Tuesday was the COVID-19 tipping point for New York’s Hasidic communities. Rumors began circulating that morning that in Boro Park, at one clinic alone, there were hundreds of new positive test results, marking an extreme jump in cases of the virus. While it later turned out that rumor was overblown, it was true that well over 100 new cases were confirmed — across Brooklyn’s entire Hasidic community.
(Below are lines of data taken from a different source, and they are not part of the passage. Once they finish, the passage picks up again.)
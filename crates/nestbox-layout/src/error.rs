// ABOUTME: Error type for layout computation and request parsing.

#[derive(Debug, thiserror::Error)]
pub enum LayoutError {
    #[error("Invalid layout tree: {0}")]
    InvalidLayoutTree(String),

    #[error("JSON error: {0}")]
    Json(#[from] serde_json::Error),
}

impl LayoutError {
    pub(crate) fn invalid(msg: impl Into<String>) -> Self {
        LayoutError::InvalidLayoutTree(msg.into())
    }
}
As often happens when news stories involve Orthodox Jews and especially Hasidim, there is an outsized focus on the religious identification. That’s fine, I suppose. It is, after all, part of the news story; the lives of these people, the unique contours of their communities, how the virus and its sudden onset impacts them, and how they are reacting to it — these are all fair things to cover.

But what isn’t okay is to engage in the sort of coverage we’ve seen, which frames this as a uniquely Orthodox Jewish problem — as though that ever ends well for anyone — and engages in wholesale criticism of this community. Doing this just because they are also struggling with something the entire world is trying to figure out how to combat and cope with is just wrong.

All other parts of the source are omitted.